Bild: „In sicheren Händen“: Fußballwetten
BERLIN taz | Die Sportwettenregulierung ist in Deutschland weiterhin ein
Wunschtraum. Seit drei Jahren ist der Glücksspielstaatsvertrag in Kraft,
die 20 Lizenzen für private Wettanbieter sind aber immer noch nicht
vergeben. Am Montag legte aus Protest gegen diese Verzögerungen der
Sportbeirat des für die Lizenzierung verantwortlichen Glücksspielkollegiums
die Arbeit nieder.
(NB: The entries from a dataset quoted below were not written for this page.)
// Copyright 2025 Fernando Borretti
//
// Licensed under the Apache License, Version 2.0 (the "License");
// you may not use this file except in compliance with the License.
// You may obtain a copy of the License at
//
//     http://www.apache.org/licenses/LICENSE-2.0
//
// Unless required by applicable law or agreed to in writing, software
// distributed under the License is distributed on an "AS IS" BASIS,
// WITHOUT WARRANTIES OR CONDITIONS OF ANY KIND, either express or implied.
// See the License for the specific language governing permissions and
// limitations under the License.

use std::fmt::Display;
use std::fmt::Formatter;

use chrono::Days;
use chrono::Local;
use chrono::NaiveDate;
use chrono::TimeZone;
use chrono::Timelike;
use rusqlite::ToSql;
use rusqlite::types::FromSql;
use rusqlite::types::FromSqlError;
use rusqlite::types::FromSqlResult;
use rusqlite::types::ToSqlOutput;
use rusqlite::types::ValueRef;

use crate::types::timestamp::Timestamp;

/// The default hour of day at which the study day rolls over.
pub const DEFAULT_ROLLOVER_HOUR: u32 = 4;

/// The calendar day used for daily-quota accounting. Timestamps before the
/// rollover hour belong to the previous day, so reviews at 2 AM count
/// towards yesterday's session.
#[derive(Clone, Copy, PartialEq, Eq, PartialOrd, Ord, Debug)]
pub struct StudyDate(NaiveDate);

impl StudyDate {
    pub fn new(date: NaiveDate) -> Self {
        Self(date)
    }

    pub fn from_timestamp(ts: Timestamp, rollover_hour: u32) -> Self {
        let local = ts.datetime().with_timezone(&Local);
        let mut date = local.date_naive();
        if local.hour() < rollover_hour {
            date = date.checked_sub_days(Days::new(1)).unwrap_or(date);
        }
        Self(date)
    }

    /// The timestamp at which the study day containing `now` ends.
    pub fn next_rollover(now: Timestamp, rollover_hour: u32) -> Timestamp {
        let study_date = Self::from_timestamp(now, rollover_hour);
        let next_day = study_date
            .0
            .checked_add_days(Days::new(1))
            .unwrap_or(study_date.0);
        let naive = next_day
            .and_hms_opt(rollover_hour.min(23), 0, 0)
            .unwrap_or_default();
        match Local.from_local_datetime(&naive).earliest() {
            Some(dt) => Timestamp::from_unix(dt.timestamp()),
            None => now,
        }
    }

    pub fn same_study_day(a: Timestamp, b: Timestamp, rollover_hour: u32) -> bool {
        Self::from_timestamp(a, rollover_hour) == Self::from_timestamp(b, rollover_hour)
    }
}

impl Display for StudyDate {
    fn fmt(&self, f: &mut Formatter<'_>) -> std::fmt::Result {
        write!(f, "{}", self.0.format("%Y-%m-%d"))
    }
}

impl ToSql for StudyDate {
    fn to_sql(&self) -> rusqlite::Result<ToSqlOutput<'_>> {
        Ok(ToSqlOutput::from(self.to_string()))
    }
}

impl FromSql for StudyDate {
    fn column_result(value: ValueRef<'_>) -> FromSqlResult<Self> {
        let string: String = FromSql::column_result(value)?;
        let date = NaiveDate::parse_from_str(&string, "%Y-%m-%d")
            .map_err(|e| FromSqlError::Other(Box::new(e)))?;
        Ok(StudyDate(date))
    }
}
Zu ihm gehören Vertreter von Sportverbänden und der
Fußball-Bundesliga.
Ungeachtet dessen werben ehemalige und aktuelle Fußballstars sehr offensiv
für die Wettangebote der Sponsoringpartner ihrer Vereine. Uli Hoeneß etwa
präsentierte sich, als er noch Präsident des FC Bayern war, als ganz
ausgekochter Zocker in einem Werbespot des Sponsoringpartners bwin, der
selbst noch mit einer Lizenz aus seligen DDR-Zeiten sein Geschäft betreibt.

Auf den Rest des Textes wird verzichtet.